Introduction: Toy Traffic Light With Arduino Nano

About: Tinkerer

Here is my small project that I made for my son’s 2nd birthday.

He is very fond of trains and cars, so I thought that a working traffic light would not hurt. I know there are some commercially produced toys, but I wanted to do something myself. If you have religious feelings about Lego, proceed with caution – some damaging images ahead.

Supplies

Project is based on Arduino Nano which fits pretty well inside the regular Duplo block.

Materials:

  • Arduino Nano V3
  • Red, Green, Yellow LEDs
  • 3x 220 Ohm resistor (for the LEDs)
  • Pushbutton
  • Battery block of your choice (e.g. 3xAAA battery pack or a 18650 battery)
  • 2x4 Lego Duplo Blocks (2x)
  • Other Duplo blocks for base
  • Hot glue or superglue
  • Small screws (4x)

Tools:

  • Drill
  • Dremmel (not mandatory, but would save you some time)
  • Solder

Step 1: Step 1: Carve and Drill the Insides of Duplo Block

Carve

First, you need to carve out space for the Arduino Nano.

Take the 2x4 Duplo block and cut two and half tubes and the bulkheads.

Fit multiple times and don't carve too much at once.

Lego blocks appeared to be fairly easy to process. I used Dremmel-like tool with rotary bit here, but you can get away with a hot nail and a knife I guess.

Also you would need to carve or drill a hole for the pushbutton and wires for the external battery pack.

Drill

Drill the other block to place LEDs later.

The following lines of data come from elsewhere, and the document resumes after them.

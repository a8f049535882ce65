//! Serialization round trips through `serde_json`.

#![cfg(feature = "serde")]

use biglist::BigList;
use biglist::GapList;
use biglist::Sequence;
use proptest::prelude::*;
use serde::Deserialize;
use serde::Serialize;

#[derive(Debug, PartialEq, Serialize, Deserialize)]
struct Document {
    title: String,
    lines: BigList<String>,
    marks: GapList<u32>,
}

#[test]
fn nested_in_a_struct() {
    let mut lines = BigList::with_block_size(3);
    for i in 0..10 {
        lines.push(format!("line {}", i)).unwrap();
    }
    lines.insert(4, "inserted".to_string()).unwrap();
    let mut marks = GapList::new();
    marks.push_front(2).unwrap();
    marks.push_front(1).unwrap();
    marks.push(3).unwrap();

    let doc = Document {
        title: "notes".to_string(),
        lines,
        marks,
    };
    let json = serde_json::to_string(&doc).unwrap();
    let back: Document = serde_json::from_str(&json).unwrap();
    assert_eq!(back, doc);
    assert_eq!(back.lines.block_size(), 3);
    back.lines.check_invariants();
    back.marks.check_invariants();
}

#[test]
fn layout_is_not_persisted() {
    let mut list: GapList<i32> = (0..10).collect();
    list.remove(5).unwrap();
    assert!(list.gap_len() > 0);
    let back: GapList<i32> = serde_json::from_str(&serde_json::to_string(&list).unwrap()).unwrap();
    assert_eq!(back, list);
    assert_eq!(back.gap_len(), 0);
}

#[test]
fn empty_lists() {
    let empty: BigList<u8> = BigList::with_block_size(7);
    let json = serde_json::to_string(&empty).unwrap();
    assert_eq!(json, "[7,[]]");
    let back: BigList<u8> = serde_json::from_str(&json).unwrap();
    assert!(back.is_empty());
    assert_eq!(back.block_size(), 7);
}

#[test]
fn largest_block_size_is_accepted() {
    let mut list: BigList<u8> = serde_json::from_str("[18446744073709551615,[1,2]]").unwrap();
    assert_eq!(list.block_size(), u64::MAX as usize);
    list.push(3).unwrap();
    list.insert(1, 9).unwrap();
    assert_eq!(list.iter().copied().collect::<Vec<_>>(), vec![1, 9, 2, 3]);
    assert_eq!(serde_json::to_string(&list).unwrap(), "[18446744073709551615,[1,9,2,3]]");
    list.check_invariants();
}

proptest! {
    #![proptest_config(ProptestConfig::with_cases(100))]

    #[test]
    fn big_list_round_trip(
        block_size in 1usize..20,
        values in prop::collection::vec(any::<i64>(), 0..200),
    ) {
        let mut list = BigList::with_block_size(block_size);
        list.insert_all(0, values.clone()).unwrap();
        let json = serde_json::to_string(&list).unwrap();
        let back: BigList<i64> = serde_json::from_str(&json).unwrap();
        prop_assert_eq!(back.iter().copied().collect::<Vec<_>>(), values);
        prop_assert_eq!(&back, &list);
        back.check_invariants();
    }
}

You will need another 2x4 block. There just place a 5mm drill in the center of each tube and drill it.

Step 2: Step 2: Solder

Let's prepare your soldering tools here.

Since the space inside the Duplo block is limited I couldn't find a better solution than solder everything in the air.

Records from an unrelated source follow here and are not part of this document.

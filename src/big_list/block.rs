//! Copy-on-write storage unit of a [`BigList`](crate::BigList).

use std::sync::Arc;

use tracing::trace;

use crate::gap_list::GapList;

/// One bounded run of elements, shared between copies of a list until one
/// of them writes to it.
///
/// The reference count is the `Arc` strong count, so releases from
/// independent owners never race. Dropping a `Block` is the release.
pub(crate) struct Block<T> {
    values: Arc<GapList<T>>,
}

impl<T> Block<T> {
    pub(crate) fn new(capacity: usize) -> Block<T> {
        return Block {
            values: Arc::new(GapList::with_capacity(capacity)),
        };
    }

    pub(crate) fn from_vec(items: Vec<T>) -> Block<T> {
        return Block {
            values: Arc::new(GapList::from_vec(items)),
        };
    }

    /// Number of owners currently holding this block.
    pub(crate) fn ref_count(&self) -> usize {
        return Arc::strong_count(&self.values);
    }

    pub(crate) fn is_shared(&self) -> bool {
        return self.ref_count() > 1;
    }

    /// Take another reference to the same storage.
    pub(crate) fn share(&self) -> Block<T> {
        return Block {
            values: Arc::clone(&self.values),
        };
    }

    pub(crate) fn len(&self) -> usize {
        return self.values.len();
    }

    pub(crate) fn capacity(&self) -> usize {
        return self.values.capacity();
    }

    pub(crate) fn get(&self, index: usize) -> Option<&T> {
        return self.values.get(index);
    }

    pub(crate) fn values(&self) -> &GapList<T> {
        return &self.values;
    }
}

impl<T: Clone> Block<T> {
    /// Exclusive access to the storage, copying it first if it is shared.
    pub(crate) fn make_mut(&mut self) -> &mut GapList<T> {
        if self.is_shared() {
            trace!(len = self.len(), refs = self.ref_count(), "block copy on write");
        }
        return Arc::make_mut(&mut self.values);
    }

    /// Move the elements out. They are cloned only if another list still
    /// shares this block.
    pub(crate) fn into_vec(self) -> Vec<T> {
        let mut values = Arc::unwrap_or_clone(self.values);
        return values.take_all();
    }
}

impl<T> Clone for Block<T> {
    fn clone(&self) -> Block<T> {
        return self.share();
    }
}
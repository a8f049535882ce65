//! Biglist - indexed sequences built for localized edits and cheap copies.
//!
//! Two engines share one [`Sequence`] contract:
//!
//! - [`GapList`]: a circular array with one movable free region. Runs of
//!   edits near the same position cost O(1) each.
//! - [`BigList`]: bounded [`GapList`] blocks in a threaded AVL tree. Blocks
//!   are reference counted, so `clone()` is proportional to the number of
//!   blocks and writes copy only the block they touch.
//!
//! [`Immutable`] wraps either one in a read-only view.
//!
//! # Quick Start
//!
//! ```
//! use biglist::BigList;
//! use biglist::Sequence;
//!
//! let mut list: BigList<u32> = (0..10_000).collect();
//! let snapshot = list.clone();
//!
//! list.insert(5_000, 42).unwrap();
//! list.remove_range(0..100).unwrap();
//!
//! assert_eq!(list.len(), 9_901);
//! assert_eq!(snapshot.len(), 10_000);
//! assert_eq!(snapshot[5_000], 5_000);
//! ```
//!
//! `BigList` is not `Sync`: lookups update a cached block position, even
//! through `&self`.

pub mod big_list;
pub mod error;
pub mod gap_list;
pub mod immutable;
pub mod sequence;
#[cfg(feature = "serde")]
mod serialize;

pub use big_list::BigList;
pub use error::Result;
pub use error::SequenceError;
pub use gap_list::GapList;
pub use immutable::Immutable;
pub use sequence::Sequence;
pub use sequence::SequenceFactory;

Probably one could make a little circuit board, but I wasn't sure it would fit.

Here is my take:

Start with the LEDs

Since you will need to fit everything tightly, try putting LEDs in the holes you drilled before.

Then cut the LEDs pins really to the minimum and solder the resistors to them.

Try to fit it with the second block and find an optimum position for the wires.

As soon as you found the proper resistors position, solder their terminals into Arduino pins (D3, D4, D5 for green, yellow and red).

Wiring the ground

Here you would need to join the three LEDs' pins together and you may need some extra hands here.

I fixed everything in the 3rd hand helper tool and then called in my wife to actually put tin on the terminals while I was soldering it.

The push button

This one is optional, but you can add other states to the program, so it can have multiple patterns.

Here just solder one pin to the ground, and another one to Arduino pin D2.

Power wires

As the last step wire your power pack wires to Vin and GND.

Fritzing schematics original file: http://fritzing.org/projects/traffic-light-with-ar...

Step 3: Step 3: Flash Your Arduino

I hope you have some experience with Arduino. In case you don't please head to the Getting Started page.

Just download the source from Github and use Arduino IDE to flash it.

Step 4: Step 4: Assembly

Here is how I did it:

Put your Arduino with all the soldered stuff into its block.

Then start pressing the second block (with holes for the LEDs) against it, but not to the end.

Use tweezers or similar thin instrument to push the LEDs into its holes.

If everything goes right, and you tested with batteries and it works, then congratulations!

If you are building it for a toddler and don't them to disassemble the toy at first try, apply some hot glue between the blocks to secure it.

Step 5: Step 5: Add Base

Build up a base and join it with a battery pack.

I used 2 high 2x2 blocks, drilled them to screw the traffic lights and the battery pack.